Hacker Breached ACA Network to Launch Possible DDoS Attack


After going through so many trials and tribulations, the Affordable Care Act (otherwise known as Obamacare) managed to stay alive, and it is now getting ready for the second round in November. This time around, the website is expected to function according to plan, and individuals looking to purchase insurance will be able to do so without the hassles consumers experienced during the inaugural launch. During that time the issue of security was raised by several individuals and the U.S. Centers for Medicare and Medicaid Services (CMS) announced hackers broke into a computer server supporting the HealthCare.gov website by uploading malicious files.

According to CMS spokesman Aaron Albright, the breach took place on July 8 and the uploaded malware was designed to launch a distributed denial of service (DDoS) attack. During these types of attacks hackers generally don't steal information from the systems, their sole purpose is to use the computing resources to perpetrate a larger attack to bring down the website of a large organizations such as banks, retailers and others.

Albright stated, “We have taken measures to further strengthen security…Our review indicates that the server did not contain consumer personal information; data was not transmitted outside the agency, and the website was not specifically targeted.”

Albright informed Reuters uploading the malware gave the hackers control of the server so it could be used to attack another target. The U.S. Computer Emergency Response Team (CERT) has confiscated the server and a long with the U.S. Department of Homeland Security they are investigating the matter.

The security breach might have taken place because it was a test server that still had the vendor's default password and should not have been connected to the Internet. Initial US-CERT analysis has revealed it was not running HealthCare.gov and it was used by programmers to test new code before it goes live.

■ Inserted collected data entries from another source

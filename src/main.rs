use pinyin_tones::config;
use pinyin_tones::{
    CharIndex, ErhuaTone, MarkOptions, NumberOptions, SyllableBoundary, find_syllable_boundaries,
    is_non_pinyin_word, to_tone_marks, to_tone_numbers,
};

use clap::{CommandFactory, Parser, Subcommand, ValueEnum};
use std::fs;
use std::io::{self, IsTerminal, Write};
use std::path::{Path, PathBuf};

use anyhow::{Context, anyhow};
use itertools::Itertools;
use log::info;

#[derive(Parser)]
#[command(name = "pinyin-tones")]
#[command(version)]
#[command(about = "Convert Pinyin between tone numbers and tone marks", long_about = None)]
struct Cli {
    #[command(subcommand)]
    command: Command,

    /// Log debug information to stderr (RUST_LOG takes precedence)
    #[arg(short, long, global = true)]
    verbose: bool,
}

#[derive(Subcommand)]
enum Command {
    /// Convert tone numbers to tone marks, e.g. ni3hao3 -> nǐhǎo
    Mark {
        /// Input file, reads stdin if omitted
        input_file: Option<PathBuf>,

        /// Don't insert apostrophes in front of syllables starting with a, o or e
        #[arg(long)]
        no_apostrophes: bool,
    },
    /// Convert tone marks to tone numbers, e.g. nǐhǎo -> ni3hao3
    Number {
        /// Input file, reads stdin if omitted
        input_file: Option<PathBuf>,

        /// Position of the tone number in syllables with erhua
        #[arg(long, value_enum, default_value_t = ErhuaPosition::AfterR)]
        erhua_tone: ErhuaPosition,

        /// Keep apostrophes between syllables
        #[arg(long)]
        preserve_apostrophes: bool,

        /// Leave out the 5 of neutral tone syllables
        #[arg(long)]
        hide_neutral_tone: bool,
    },
    /// Split Pinyin into syllables
    Segment {
        /// Input file, reads stdin if omitted
        input_file: Option<PathBuf>,

        #[arg(short, long, value_enum, default_value_t = SegmentFormat::Plain)]
        format: SegmentFormat,
    },
    /// List the words which are not Pinyin (with tone marks or without tones)
    Check {
        /// Input file, reads stdin if omitted
        input_file: Option<PathBuf>,
    },
}

#[derive(Clone, Copy, ValueEnum)]
enum SegmentFormat {
    /// Syllables separated by spaces
    Plain,
    /// List of {start, end} character offsets
    Json,
    /// Input followed by each syllable with its offsets
    Verbose,
}

#[derive(Clone, Copy, ValueEnum)]
enum ErhuaPosition {
    /// huar4
    AfterR,
    /// hua4r
    BeforeR,
}

impl From<ErhuaPosition> for ErhuaTone {
    fn from(position: ErhuaPosition) -> Self {
        match position {
            ErhuaPosition::AfterR => ErhuaTone::AfterR,
            ErhuaPosition::BeforeR => ErhuaTone::BeforeR,
        }
    }
}

/// Reads the input file, or stdin when there is none. Nothing is read from
/// an `interactive` stdin, there would be no prompt telling the user to type.
fn read_input(path: Option<&Path>, interactive: bool) -> anyhow::Result<String> {
    match path {
        Some(path) => fs::read_to_string(path)
            .context(format!("Could not read input file {}", path.display())),
        None if interactive => Err(anyhow!(
            "No input, give an input file or pipe text into stdin\n\n{}",
            Cli::command().render_usage()
        )),
        None => io::read_to_string(io::stdin()).context("Could not read from stdin"),
    }
}

fn write_output(text: &str) -> anyhow::Result<()> {
    let mut stdout = io::stdout().lock();
    stdout.write_all(text.as_bytes())?;
    if !text.ends_with('\n') {
        stdout.write_all(b"\n")?;
    }
    Ok(())
}

fn format_segments(
    text: &str,
    boundaries: &[SyllableBoundary],
    format: SegmentFormat,
) -> anyhow::Result<String> {
    let index = CharIndex::new(text);
    Ok(match format {
        SegmentFormat::Plain => boundaries.iter().map(|b| index.syllable(b)).join(" "),
        SegmentFormat::Json => serde_json::to_string(boundaries)?,
        SegmentFormat::Verbose => {
            let syllables = boundaries
                .iter()
                .map(|b| format!("{}[{}..{}]", index.syllable(b), b.start, b.end))
                .join(" ");
            format!("{}\n{}", text.trim_end(), syllables)
        }
    })
}

fn check_words(text: &str) -> anyhow::Result<()> {
    let non_pinyin = text
        .split_whitespace()
        .map(|word| word.trim_matches(|c: char| !c.is_alphanumeric()))
        .filter(|word| !word.is_empty() && is_non_pinyin_word(word))
        .collect::<Vec<_>>();
    for word in &non_pinyin {
        println!("{word}");
    }
    if non_pinyin.is_empty() {
        eprintln!("All words are Pinyin!");
        Ok(())
    } else {
        Err(anyhow!("{} words are not Pinyin", non_pinyin.len()))
    }
}

fn main() -> anyhow::Result<()> {
    let cli = Cli::parse();

    let default_filter = if cli.verbose {
        "debug"
    } else {
        config::DEFAULT_LOG_FILTER
    };
    env_logger::Builder::from_env(env_logger::Env::default().default_filter_or(default_filter))
        .init();

    let interactive = io::stdin().is_terminal();
    match cli.command {
        Command::Mark {
            input_file,
            no_apostrophes,
        } => {
            let text = read_input(input_file.as_deref(), interactive)?;
            let options = MarkOptions {
                apostrophes: !no_apostrophes,
            };
            write_output(&to_tone_marks(&text, &options))
        }
        Command::Number {
            input_file,
            erhua_tone,
            preserve_apostrophes,
            hide_neutral_tone,
        } => {
            let text = read_input(input_file.as_deref(), interactive)?;
            let options = NumberOptions {
                erhua_tone: erhua_tone.into(),
                preserve_apostrophes,
                show_neutral_tone: !hide_neutral_tone,
            };
            write_output(&to_tone_numbers(&text, &options))
        }
        Command::Segment { input_file, format } => {
            let text = read_input(input_file.as_deref(), interactive)?;
            let boundaries = find_syllable_boundaries(&text);
            info!("found {} syllables", boundaries.len());
            write_output(&format_segments(&text, &boundaries, format)?)
        }
        Command::Check { input_file } => {
            let text = read_input(input_file.as_deref(), interactive)?;
            check_words(&text)
        }
    }
}

#[cfg(test)]
mod tests {
    use super::*;

    #[test]
    fn test_cli_definition() {
        Cli::command().debug_assert();
    }

    #[test]
    fn test_format_segments() {
        let text = "nǐhǎo\n";
        let boundaries = find_syllable_boundaries(text);
        assert_eq!(
            format_segments(text, &boundaries, SegmentFormat::Plain).unwrap(),
            "nǐ hǎo"
        );
        assert_eq!(
            format_segments(text, &boundaries, SegmentFormat::Json).unwrap(),
            r#"[{"start":0,"end":2},{"start":2,"end":5}]"#
        );
        assert_eq!(
            format_segments(text, &boundaries, SegmentFormat::Verbose).unwrap(),
            "nǐhǎo\nnǐ[0..2] hǎo[2..5]"
        );
    }

    #[test]
    fn test_format_segments_long_input() {
        let text = "nǐhǎo ".repeat(20_000);
        let boundaries = find_syllable_boundaries(&text);
        assert_eq!(boundaries.len(), 40_000);
        let plain = format_segments(&text, &boundaries, SegmentFormat::Plain).unwrap();
        assert_eq!(plain, vec!["nǐ hǎo"; 20_000].join(" "));
        let verbose = format_segments(&text, &boundaries, SegmentFormat::Verbose).unwrap();
        assert!(verbose.ends_with("nǐ[119994..119996] hǎo[119996..119999]"));
    }

    #[test]
    fn test_read_input() {
        let pairs = read_input(Some(Path::new("tests/pinyin_pairs.txt")), true).unwrap();
        assert!(pairs.contains("ni3hao3;nǐhǎo"));
        assert!(read_input(Some(Path::new("tests/missing.txt")), false).is_err());
    }

    #[test]
    fn test_read_input_interactive_stdin() {
        let error = read_input(None, true).unwrap_err().to_string();
        assert!(error.starts_with("No input"));
        assert!(error.contains("Usage: pinyin-tones"));
    }

    #[test]
    fn test_erhua_position() {
        assert_eq!(ErhuaTone::from(ErhuaPosition::AfterR), ErhuaTone::AfterR);
        assert_eq!(ErhuaTone::from(ErhuaPosition::BeforeR), ErhuaTone::BeforeR);
    }

    #[test]
    fn test_check_words() {
        assert!(check_words("nǐ hǎo,\nZhōngguó!").is_ok());
        assert!(check_words("...").is_ok());
        assert!(check_words("nǐ hǎo world").is_err());
    }
}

As Reuters reported, cybersecurity expert David Kennedy, chief executive of the information security firm TrustedSec LLC, said, “He was unconvinced this was the first successful hack on HealthCare.gov and it is rare for hackers to upload malware without following through to use it.”

This case points out the wide range of cyber-attacks that currently exists in the digital world. Whether the hackers are sponsored by a rogue government, global criminal enterprises or a white hat hacker trying to test his or her ability, investigators won't know the scheme until it is all over.  This time around HealthCare.gov got lucky all around, but it won’t be the case all the time.